:: Data listing

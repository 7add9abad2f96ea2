//! Configuration loader with multi-source merging

use crate::{OrchsimConfig, Paths};
use anyhow::{Context, Result};
use std::env;
use std::path::{Path, PathBuf};

/// Configuration loader with builder pattern
pub struct ConfigLoader {
    project_dir: PathBuf,
    env_prefix: String,
    include_user_config: bool,
}

impl ConfigLoader {
    /// Loader rooted at the current directory
    pub fn new() -> Self {
        Self {
            project_dir: env::current_dir().unwrap_or_else(|_| PathBuf::from(".")),
            env_prefix: "ORCHSIM".to_string(),
            include_user_config: true,
        }
    }

    pub fn with_project_dir(mut self, dir: impl AsRef<Path>) -> Self {
        self.project_dir = dir.as_ref().to_path_buf();
        self
    }

    /// Set the environment variable prefix (default: "ORCHSIM")
    pub fn with_env_prefix(mut self, prefix: impl Into<String>) -> Self {
        self.env_prefix = prefix.into();
        self
    }

    /// Skip ~/.config/orchsim/config.toml, so results depend only on the
    /// project directory and environment.
    pub fn without_user_config(mut self) -> Self {
        self.include_user_config = false;
        self
    }

    /// Load configuration from all sources with proper precedence, then
    /// validate the merged result.
    pub fn load(self) -> Result<OrchsimConfig> {
        let mut builder = config::Config::builder();

        // 1. Built-in defaults
        let defaults = OrchsimConfig::default();
        builder = builder.add_source(config::Config::try_from(&defaults)?);

        // 2. User config
        if self.include_user_config {
            if let Ok(user_config_file) = Paths::new().user_config_file() {
                if user_config_file.exists() {
                    builder = builder.add_source(toml_file(user_config_file));
                }
            }
        }

        // 3. Project config
        let project_config_file = Paths::project_config_file(&self.project_dir);
        if project_config_file.exists() {
            builder = builder.add_source(toml_file(project_config_file));
        }

        // 4. Local overrides
        let local_config_file = Paths::local_config_file(&self.project_dir);
        if local_config_file.exists() {
            builder = builder.add_source(toml_file(local_config_file));
        }

        // 5. Environment, e.g. ORCHSIM_SIMULATOR__ERROR_PCT=0.2
        builder = builder.add_source(
            config::Environment::with_prefix(&self.env_prefix)
                .prefix_separator("_")
                .separator("__")
                .try_parsing(true),
        );

        let config = builder.build().context("Failed to build configuration")?;

        let orchsim_config: OrchsimConfig = config
            .try_deserialize()
            .context("Failed to deserialize configuration")?;

        orchsim_config
            .validate()
            .with_context(|| format!("in configuration for {}", self.project_dir.display()))?;

        Ok(orchsim_config)
    }

    /// Load configuration or return defaults if loading fails
    pub fn load_or_default(self) -> OrchsimConfig {
        self.load().unwrap_or_default()
    }
}

impl Default for ConfigLoader {
    fn default() -> Self {
        Self::new()
    }
}

fn toml_file(path: PathBuf) -> config::File<config::FileSourceFile, config::FileFormat> {
    config::File::from(path)
        .required(false)
        .format(config::FileFormat::Toml)
}

#[cfg(test)]
mod tests {
    use super::*;
    use std::fs;
    use tempfile::tempdir;

    fn loader(dir: &Path) -> ConfigLoader {
        // A prefix nothing sets, so the host environment cannot leak in.
        ConfigLoader::new()
            .with_project_dir(dir)
            .with_env_prefix("ORCHSIM_LOADER_UNIT_TEST")
            .without_user_config()
    }

    #[test]
    fn test_load_defaults() {
        let temp_dir = tempdir().expect("Failed to create temp dir");
        let config = loader(temp_dir.path()).load().expect("Failed to load config");

        assert_eq!(config, OrchsimConfig::default());
    }

    #[test]
    fn test_load_project_config() {
        let temp_dir = tempdir().expect("Failed to create temp dir");
        let project_dir = temp_dir.path();

        fs::write(
            project_dir.join("orchsim.toml"),
            r#"
[simulator]
seed = 42
base_delay_min_ms = 100
base_delay_max_ms = 200
cancel_pending_on_clear = true

[console]
poll_interval_ms = 50
"#,
        )
        .expect("Failed to write config");

        let config = loader(project_dir).load().expect("Failed to load config");

        assert_eq!(config.simulator.seed, Some(42));
        assert_eq!(config.simulator.base_delay_min_ms, 100);
        assert_eq!(config.simulator.base_delay_max_ms, 200);
        assert!(config.simulator.cancel_pending_on_clear);
        assert_eq!(config.simulator.warning_pct, 0.10);
        assert_eq!(config.console.poll_interval_ms, 50);
    }

    #[test]
    fn test_local_overrides() {
        let temp_dir = tempdir().expect("Failed to create temp dir");
        let project_dir = temp_dir.path();

        fs::write(
            project_dir.join("orchsim.toml"),
            "[simulator]\nseed = 1\nerror_pct = 0.05\n",
        )
        .expect("Failed to write project config");
        fs::write(
            project_dir.join("orchsim.local.toml"),
            "[simulator]\nseed = 7\n",
        )
        .expect("Failed to write local config");

        let config = loader(project_dir).load().expect("Failed to load config");

        assert_eq!(config.simulator.seed, Some(7));
        assert_eq!(config.simulator.error_pct, 0.05);
    }

    #[test]
    fn test_invalid_config_fails_validation() {
        let temp_dir = tempdir().expect("Failed to create temp dir");
        let project_dir = temp_dir.path();

        fs::write(
            project_dir.join("orchsim.toml"),
            "[simulator]\nbase_delay_min_ms = 900\nbase_delay_max_ms = 10\n",
        )
        .expect("Failed to write config");

        let err = loader(project_dir).load().unwrap_err();
        assert!(format!("{err:#}").contains("base_delay_min_ms"));
        assert_eq!(loader(project_dir).load_or_default(), OrchsimConfig::default());
    }
}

::::

Would you please repeat exactly the lines above, starting at the line with "pub fn with_env_prefix(mut" and stopping at the line with "directory and environment.", both included?

    pub fn with_env_prefix(mut self, prefix: impl Into<String>) -> Self {
        self.env_prefix = prefix.into();
        self
    }

    /// Skip ~/.config/orchsim/config.toml, so results depend only on the
    /// project directory and environment.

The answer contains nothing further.